La technique de « l’avancée technique ». Une fois un produit vendu, il est crucial de tenir les clients informés des progrès techniques et des nouvelles versions. Les clients désirent toujours posséder le meilleur et le plus moderne. En mettant à jour les clients sur les améliorations, le vendeur renforce la relation, génère de nouvelles opportunités de vente, évite de devenir un simple « preneur de commandes » et s’assure que les clients ne se tournent pas vers la concurrence.
10. Le pouvoir du langage : mots qui vendent et mots interdits
Faites en sorte que chacun de vos mots vende.
Vocabulaire stratégique. Le succès d’une présentation de vente dépend largement du langage employé. Il est crucial de choisir des mots puissants et évocateurs qui peignent une image vivante du produit et de ses bénéfices dans l’esprit du prospect. Un vocabulaire riche en synonymes permet d’éviter la monotonie et de maintenir l’impact, garantissant que chaque mot contribue à la vente.
Mots qui vendent :
- Vérifié, Garanti, Assuré
- Santé, Argent, Amour, Fierté, Gain
- Nouveau, Découverte, Résultats, La vérité
- Confort, Valeur, Plaisir, Vital, Votre, Avantage, Bénéfices
Reformulation positive. Il est fondamental de reformuler les termes potentiellement négatifs pour qu’ils paraissent plus attrayants et moins intimidants. Par exemple, au lieu de « prix », dire « investissement » ; au lieu de « acompte », « investissement initial » ; au lieu de « contrat », « accord » ; et au lieu de « acheter », « devenir propriétaire » ou « aider à obtenir ». Cela adoucit la perception du client et favorise une attitude plus positive envers l’achat.

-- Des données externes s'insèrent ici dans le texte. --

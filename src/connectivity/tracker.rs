use chrono::{DateTime, Utc};

/// How long the just-recovered flag stays visible after reconnection
pub const RECOVERY_WINDOW_MS: u64 = 5000;

/// Read-only view of the tracker for the presentation layer
#[derive(Debug, Clone, Copy, PartialEq)]
pub struct ConnectivitySnapshot {
    pub is_online: bool,
    pub was_offline: bool,
    pub last_online_at: Option<DateTime<Utc>>,
}

/// Perceived network reachability state machine
///
/// Two observable states, online and offline, plus a transient
/// just-recovered flag that is raised when an online transition follows an
/// offline period and lowered once the recovery window expires. The tracker
/// holds no timers itself; `mark_online` hands the caller a recovery epoch
/// and the caller schedules `expire_recovery` for it. Expiry is keyed by
/// epoch so a stale timer from an earlier recovery cannot clear the flag
/// raised by a later one: the most recent recovery always gets a full
/// window.
#[derive(Debug)]
pub struct ConnectivityTracker {
    is_online: bool,
    was_offline: bool,
    last_online_at: Option<DateTime<Utc>>,
    /// Latched when an offline period occurs, consumed on the next online
    /// transition
    pending_offline: bool,
    recovery_epoch: u64,
}

impl ConnectivityTracker {
    /// Create a tracker from the platform's current reachability
    ///
    /// `None` means the signal is unreadable; the tracker then assumes
    /// online.
    pub fn new(initial: Option<bool>) -> Self {
        Self {
            is_online: initial.unwrap_or(true),
            was_offline: false,
            last_online_at: None,
            pending_offline: false,
            recovery_epoch: 0,
        }
    }

    pub fn is_online(&self) -> bool {
        self.is_online
    }

    pub fn was_offline(&self) -> bool {
        self.was_offline
    }

    pub fn last_online_at(&self) -> Option<DateTime<Utc>> {
        self.last_online_at
    }

    pub fn snapshot(&self) -> ConnectivitySnapshot {
        ConnectivitySnapshot {
            is_online: self.is_online,
            was_offline: self.was_offline,
            last_online_at: self.last_online_at,
        }
    }

    /// Record a went-offline transition
    pub fn mark_offline(&mut self) {
        self.is_online = false;
        self.pending_offline = true;
    }

    /// Record a came-online transition
    ///
    /// Returns the recovery epoch to schedule an expiry for when this
    /// transition ends a genuine offline period, None otherwise. Each
    /// returned epoch supersedes all earlier ones.
    pub fn mark_online(&mut self, now: DateTime<Utc>) -> Option<u64> {
        self.is_online = true;
        self.last_online_at = Some(now);

        if !self.pending_offline {
            return None;
        }

        self.pending_offline = false;
        self.was_offline = true;
        self.recovery_epoch += 1;
        Some(self.recovery_epoch)
    }

    /// Lower the just-recovered flag at the end of a recovery window
    ///
    /// Only the epoch returned by the most recent `mark_online` takes
    /// effect; expiries for superseded windows are no-ops. Returns whether
    /// the flag was lowered.
    pub fn expire_recovery(&mut self, epoch: u64) -> bool {
        if epoch != self.recovery_epoch {
            return false;
        }

        self.was_offline = false;
        true
    }
}

#[cfg(test)]
mod tests {
    use super::*;

    #[test]
    fn test_initial_state_defaults_to_online() {
        let tracker = ConnectivityTracker::new(None);
        assert!(tracker.is_online());
        assert!(!tracker.was_offline());
        assert!(tracker.last_online_at().is_none());

        let tracker = ConnectivityTracker::new(Some(false));
        assert!(!tracker.is_online());
    }

    #[test]
    fn test_offline_then_online_raises_recovery() {
        let mut tracker = ConnectivityTracker::new(Some(true));

        tracker.mark_offline();
        assert!(!tracker.is_online());
        assert!(!tracker.was_offline());

        let now = Utc::now();
        let epoch = tracker.mark_online(now);
        assert!(tracker.is_online());
        assert!(tracker.was_offline());
        assert_eq!(tracker.last_online_at(), Some(now));

        let epoch = epoch.expect("recovery epoch");
        assert!(tracker.expire_recovery(epoch));
        assert!(!tracker.was_offline());
    }

    #[test]
    fn test_online_without_prior_offline_is_not_a_recovery() {
        let mut tracker = ConnectivityTracker::new(Some(true));

        let epoch = tracker.mark_online(Utc::now());
        assert!(epoch.is_none());
        assert!(!tracker.was_offline());
        assert!(tracker.last_online_at().is_some());
    }

    #[test]
    fn test_stale_epoch_expiry_is_a_noop() {
        let mut tracker = ConnectivityTracker::new(Some(true));

        tracker.mark_offline();
        let first = tracker.mark_online(Utc::now()).unwrap();

        // A second cycle before the first window expires supersedes it
        tracker.mark_offline();
        let second = tracker.mark_online(Utc::now()).unwrap();
        assert_ne!(first, second);

        assert!(!tracker.expire_recovery(first));
        assert!(tracker.was_offline());

        assert!(tracker.expire_recovery(second));
        assert!(!tracker.was_offline());
    }

    #[test]
    fn test_repeated_offline_keeps_latch() {
        let mut tracker = ConnectivityTracker::new(Some(true));

        tracker.mark_offline();
        tracker.mark_offline();
        assert!(!tracker.is_online());

        assert!(tracker.mark_online(Utc::now()).is_some());
    }

    #[test]
    fn test_snapshot_reflects_state() {
        let mut tracker = ConnectivityTracker::new(Some(true));
        tracker.mark_offline();

        let snap = tracker.snapshot();
        assert!(!snap.is_online);
        assert!(!snap.was_offline);
        assert!(snap.last_online_at.is_none());
    }
}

Mots interdits. Certains mots et expressions provoquent psychologiquement une mauvaise réaction chez le prospect et doivent être bannis du vocabulaire du vendeur. Évitez des termes comme « affaire », « coût », « paiement », « signer », « essayer », « tenter », « s’inquiéter », « perte », « blesser », « acheter », « vendre », « prix », « acompte », « décision », « difficile », « difficulté », « obligation », « responsable », « échec », « négligence ». De plus, des phrases défaitistes telles que « c’est comme ça » ou « que voulez-vous y faire » doivent être éliminées pour conserver une attitude positive et professionnelle.
Résumé des avis
Les avis sur La Biblia del vendedor sont partagés, avec une note moyenne de 4,21 sur 5. Certains lecteurs y voient une ressource d’introduction précieuse pour apprendre les techniques de vente, notamment pour les débutants. Un critique le recommande vivement comme un manuel indispensable pour ceux qui souhaitent maîtriser l’art de la vente. En revanche, d’autres lui reprochent d’être dépassé et d’apporter peu de nouveautés, se limitant à une motivation positive classique à l’attention des commerciaux. Si certains apprécient ses conseils pratiques, d’autres regrettent un manque de profondeur et d’originalité dans son approche de la vente.